AAAI'26 Workshop: Shaping Responsible Synthetic Data in the Era of Foundation Models

RSD @ AAAI 2026

Welcome to the AAAI'26 Workshop on Shaping Responsible Synthetic Data in the Era of Foundation Models (RSD).

Foundation models (LLMs and multimodal FMs) are increasingly supplemented with synthetic and LLM-generated data - to extend training corpora, fill coverage gaps, and navigate privacy and fairness requirements. At the same time, these models serve as powerful generators of synthetic data for downstream applications, such as training specialized ML models, augmenting datasets in privacy-sensitive domains, and generating test cases for system validation.

But synthetic datasets, whether used to train FMs or generated by them for other uses, introduce a plethora of risks: legal (copyright, consent), security & privacy related (leakage, membership inference), ethical (bias amplification), and technical (model collapse, quality degradation).

This workshop examines how synthetic data can be responsibly generated and used to fuel, test, and govern foundation models across their lifecycle (pre-training, fine-tuning, evaluation, auditing), as well as how FM-generated synthetic data impacts downstream applications and systems, and what technical, ethical, and regulatory guardrails are needed across this synthetic data ecosystem.

Topics of Interest (But not limited to)

✓Lifecycle Uses & LLM‑Driven Generation

Synthetic data for pre-training and fine-tuning (RLHF/RLAIF), continual evaluation, and self-training or bootstrapping loops—along with their limitations.

✓Explainability, Interpretability & Uncertainty

Synthetic counterfactuals and narratives for debugging; quantifying uncertainty; cross-domain benchmarks spanning tabular, time-series, text, vision, and multimodal data.

✓Safety, Robustness & Red‑Teaming

Synthetic adversarial probes, jailbreak tests, and edge-case simulations; preventing model collapse or shortcut learning through robust real/synthetic mixes.

✓Fairness, Bias & Representation

Synthetic adversarial probes, jailbreak tests, and edge-case simulations; preventing model collapse or shortcut learning through robust real/synthetic mixes..

✓Critical Perspectives on Synthetic Data

Cross-disciplinary examinations from law, policy, ethics, and social sciences; defining what is synthetic data, questioning appropriateness and societal impacts; tensions between technological possibility and human authenticity; critical assessments of synthetic data's role in shaping future AI systems.

✓Standards, Metrics & Tooling for Trustworthy Use

Metric suites for fidelity, utility, and privacy; responsible generation protocols (e.g., source curation, prompt filtering, DP noise, provenance/watermarking, disclosure “data cards”); validation pipelines and audit checklists; open-source vs. commercial generators.

✓Privacy, Security & Data Governance

Differential privacy and other PETs; leakage and membership-inference risks; consent, copyright, and provenance concerns; comparative perspectives on regulation.

Call for Papers

Important Dates

Submission Due Date: ~~October 27th, 2025 AoE~~
Notification of Acceptance: ~~November 10th, 2025, AoE~~
Workshop Dates: January 27th 2026, Singapore

Submission Instructions

Papers should be no more than 4 pages in length, though additional pages for references and appendices are permitted.
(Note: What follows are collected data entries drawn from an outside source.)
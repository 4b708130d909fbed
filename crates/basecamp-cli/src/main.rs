//! Basecamp CLI - drives the offline field kit from a terminal.
//!
//! Builds the offline cache against the configured origin, answers fetches
//! through the interception policy, and runs the tracking queue against the
//! remote document store.

use std::io;
use std::path::{Path, PathBuf};
use std::sync::Arc;
use std::time::Duration;

use anyhow::{anyhow, Context, Result};
use clap::{Parser, Subcommand};
use tokio::sync::broadcast::error::RecvError;
use tracing::{info, warn};
use tracing_appender::non_blocking::WorkerGuard;
use tracing_subscriber::{fmt, prelude::*, EnvFilter};

use basecamp_core::cache::{
    CacheManager, DiskCacheStorage, GenerationRecord, PageMessage, WorkerMessage,
};
use basecamp_core::net::{HttpNetwork, Network, RequestMode, StaticNetwork};
use basecamp_core::remote::{ApiKeyStore, RestDocumentStore};
use basecamp_core::storage::{FileStore, KeyValueStore};
use basecamp_core::tracking::{Connectivity, FixedGeolocator, Geolocator, Position, Tracker};
use basecamp_core::Config;

// ============================================================================
// Constants
// ============================================================================

/// How often `track` checks whether enough samples were taken
const TRACK_POLL_INTERVAL_MS: u64 = 100;

/// Extra time `track` waits beyond the requested ticks
const TRACK_GRACE_SECS: u64 = 30;

/// Log file prefix inside `--log-dir`
const LOG_FILE_PREFIX: &str = "basecamp.log";

#[derive(Parser)]
#[command(name = "basecamp", version, about = "Offline field kit for the club website")]
struct Cli {
    /// Also write a daily-rolling log file into this directory
    #[arg(long, global = true)]
    log_dir: Option<PathBuf>,

    #[command(subcommand)]
    command: Command,
}

#[derive(Subcommand)]
enum Command {
    /// Populate and activate the configured cache generation
    Install,
    /// Print the cache status as a CACHE_STATUS message
    Status,
    /// Resolve a path through the offline fetch policy
    Fetch {
        path: String,
        /// Treat the request as a page navigation
        #[arg(long)]
        navigate: bool,
        /// Pretend the network is unreachable
        #[arg(long)]
        offline: bool,
    },
    /// Deliver buffered tracking samples to the remote store
    Sync,
    /// Erase an identity's remote records and clear the local buffer
    Purge {
        #[arg(long)]
        who: Option<String>,
    },
    /// Take samples at a fixed position
    Track {
        #[arg(long)]
        who: Option<String>,
        #[arg(long, allow_hyphen_values = true)]
        lat: f64,
        #[arg(long, allow_hyphen_values = true)]
        lon: f64,
        #[arg(long, default_value_t = 1)]
        ticks: usize,
    },
    /// Save the remote API key in the OS keychain
    SetKey { key: String },
    /// Remove the remote API key from the OS keychain
    ForgetKey,
}

/// Initialize the tracing subscriber for logging
fn init_tracing(log_dir: Option<&Path>) -> Option<WorkerGuard> {
    // Use RUST_LOG env var to control log level (e.g., RUST_LOG=debug)
    let filter = EnvFilter::try_from_default_env()
        .unwrap_or_else(|_| EnvFilter::new("warn"));

    let (file_layer, guard) = match log_dir {
        Some(dir) => {
            let appender = tracing_appender::rolling::daily(dir, LOG_FILE_PREFIX);
            let (writer, guard) = tracing_appender::non_blocking(appender);
            (Some(fmt::layer().with_writer(writer).with_ansi(false)), Some(guard))
        }
        None => (None, None),
    };

    tracing_subscriber::registry()
        .with(fmt::layer().with_writer(io::stderr))
        .with(file_layer)
        .with(filter)
        .init();
    guard
}

#[tokio::main]
async fn main() -> Result<()> {
    // Load .env file if present (silently ignore if not found)
    let _ = dotenvy::dotenv();

    let cli = Cli::parse();
    let _log_guard = init_tracing(cli.log_dir.as_deref());

    let config = Config::load()?;
    info!(origin = %config.origin, generation = %config.cache_version, "Basecamp starting");

    match cli.command {
        Command::Install => install(&config).await,
        Command::Status => status(&config).await,
        Command::Fetch {
            path,
            navigate,
            offline,
        } => fetch(&config, &path, navigate, offline).await,
        Command::Sync => sync(&config).await,
        Command::Purge { who } => purge(config, who).await,
        Command::Track {
            who,
            lat,
            lon,
            ticks,
        } => track(config, who, Position::new(lat, lon), ticks).await,
        Command::SetKey { key } => {
            let remote = remote_url(&config)?;
            ApiKeyStore::store(&remote, &key)?;
            println!("API key saved for {}", remote);
            Ok(())
        }
        Command::ForgetKey => {
            let remote = remote_url(&config)?;
            ApiKeyStore::delete(&remote)?;
            println!("API key removed for {}", remote);
            Ok(())
        }
    }
}

// ============================================================================
// Wiring
// ============================================================================

fn open_store(config: &Config) -> Result<Arc<FileStore>> {
    let dir = config.data_dir()?;
    Ok(Arc::new(FileStore::new(dir).context("Failed to open local store")?))
}

/// Build the cache manager and restore what the last run recorded.
async fn cache_manager(
    config: &Config,
    store: &dyn KeyValueStore,
    offline: bool,
) -> Result<CacheManager> {
    let storage = Arc::new(DiskCacheStorage::new(config.cache_dir()?)?);
    let network: Arc<dyn Network> = if offline {
        let network = StaticNetwork::new();
        network.set_online(false);
        Arc::new(network)
    } else {
        Arc::new(HttpNetwork::new()?)
    };

    let manager = CacheManager::new(config.cache_settings()?, storage, network);
    match GenerationRecord::load(store) {
        Ok(Some(record)) => manager.restore(&record).await,
        Ok(None) => {}
        Err(e) => warn!(error = %e, "Ignoring unreadable generation record"),
    }
    Ok(manager)
}

fn remote_url(config: &Config) -> Result<String> {
    config
        .remote_base_url
        .clone()
        .ok_or_else(|| anyhow!("No remote configured; set BASECAMP_REMOTE_URL or remote_base_url"))
}

fn tracker(config: &Config, geolocator: Option<Position>) -> Result<Tracker> {
    let remote = remote_url(config)?;
    let api_key = match &config.api_key {
        Some(key) => key.clone(),
        None => ApiKeyStore::get(&remote)?,
    };
    let documents = Arc::new(RestDocumentStore::new(&remote, &api_key)?);
    let geolocator = geolocator.map(|position| {
        Arc::new(FixedGeolocator::new(position)) as Arc<dyn Geolocator>
    });

    Ok(Tracker::new(
        documents,
        geolocator,
        Connectivity::new(true),
        open_store(config)?,
        config.tracking_interval(),
    ))
}

fn identity(config: &Config, who: Option<String>) -> Result<String> {
    who.or_else(|| config.last_display_name.clone())
        .filter(|who| !who.trim().is_empty())
        .ok_or_else(|| anyhow!("No name given; pass --who"))
}

// ============================================================================
// Commands
// ============================================================================

async fn install(config: &Config) -> Result<()> {
    let store = open_store(config)?;
    let manager = cache_manager(config, store.as_ref(), false).await?;

    let mut events = manager.subscribe();
    let printer = tokio::spawn(async move {
        loop {
            match events.recv().await {
                Ok(WorkerMessage::CacheProgress { progress }) => println!("{:>3}%", progress),
                Ok(WorkerMessage::CacheStatus { status, .. }) => println!("status: {}", status),
                Err(RecvError::Lagged(_)) => continue,
                Err(RecvError::Closed) => break,
            }
        }
    });

    let report = manager.install().await;
    let activation = manager.activate().await?;
    if let Some(record) = manager.record().await {
        record.save(store.as_ref())?;
    }
    let status = manager.check_status().await;
    drop(manager);
    let _ = printer.await;

    println!(
        "Generation {}: {} of {} assets stored",
        report.generation, report.stored, report.total
    );
    for failed in &report.failed {
        println!("  failed {}: {}", failed.asset, failed.reason);
    }
    for removed in &activation.removed {
        println!("  removed {}", removed);
    }
    if let Some(error) = status.error {
        println!("{}", error);
    }
    Ok(())
}

async fn status(config: &Config) -> Result<()> {
    let store = open_store(config)?;
    let manager = cache_manager(config, store.as_ref(), false).await?;
    let message = manager.handle_message(PageMessage::CheckCache).await;
    println!("{}", serde_json::to_string_pretty(&message)?);

    match GenerationRecord::load_stored(&store) {
        Ok(Some(stored)) => println!(
            "Generation {} ({:?}, {} assets) recorded {}",
            stored.value.name,
            stored.value.state,
            stored.value.asset_list.len(),
            stored.age_display()
        ),
        Ok(None) => println!("No generation recorded yet"),
        Err(e) => warn!(error = %e, "Failed to read generation record"),
    }
    Ok(())
}

async fn fetch(config: &Config, path: &str, navigate: bool, offline: bool) -> Result<()> {
    let store = open_store(config)?;
    let manager = cache_manager(config, store.as_ref(), offline).await?;
    let mode = if navigate {
        RequestMode::Navigate
    } else {
        RequestMode::Subresource
    };

    let response = manager.fetch_path(path, mode).await?;
    println!(
        "{} {} {} bytes",
        response.status,
        response.content_type.as_deref().unwrap_or("-"),
        response.body.len()
    );
    Ok(())
}

async fn sync(config: &Config) -> Result<()> {
    let tracker = tracker(config, None)?;
    let report = tracker.sync_offline_buffer().await;
    println!(
        "{} attempted, {} delivered, {} kept for later",
        report.attempted, report.delivered, report.failed
    );
    Ok(())
}

async fn purge(config: Config, who: Option<String>) -> Result<()> {
    let who = identity(&config, who)?;
    let tracker = tracker(&config, None)?;
    tracker.erase_identity(&who).await;
    println!("Erased records for {}", who);
    Ok(())
}

async fn track(mut config: Config, who: Option<String>, position: Position, ticks: usize) -> Result<()> {
    let who = identity(&config, who)?;
    let tracker = tracker(&config, Some(position))?;
    // Ticks run at the start of each interval, plus slack for slow writes
    let deadline = config.tracking_interval() * ticks.max(1) as u32 + Duration::from_secs(TRACK_GRACE_SECS);
    if !tracker.start_tracking(&who).await {
        return Err(anyhow!(tracker.status().await.unwrap_or_default()));
    }

    config.last_display_name = Some(who);
    if let Err(e) = config.save() {
        warn!(error = %e, "Failed to remember display name");
    }

    let waited = tokio::time::timeout(deadline, async {
        while tracker.points().await.len() < ticks {
            tokio::time::sleep(Duration::from_millis(TRACK_POLL_INTERVAL_MS)).await;
        }
    })
    .await;
    if waited.is_err() {
        warn!(?deadline, "Gave up waiting for samples");
    }

    let taken = tracker.points().await.len();
    let pending = tracker.log().len().await?;
    if let Some(status) = tracker.status().await {
        println!("{}", status);
    }
    println!("{} of {} samples taken, {} waiting for delivery", taken, ticks, pending);
    Ok(())
}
Note that reviewers are not required to read appendices during their evaluation.
Submissions must be in a single PDF, formatted with the official AAAI LaTeX template, and uploaded via OpenReview.
Submissions are double-blind. Please ensure your paper is fully anonymized. Papers that are not anonymized or that exceed the page limit will be automatically rejected.
There is no rebuttal period. Final decisions are based only on the initial submission and reviewer feedback. Rejected or withdrawn papers will remain private. Reviews will not be published.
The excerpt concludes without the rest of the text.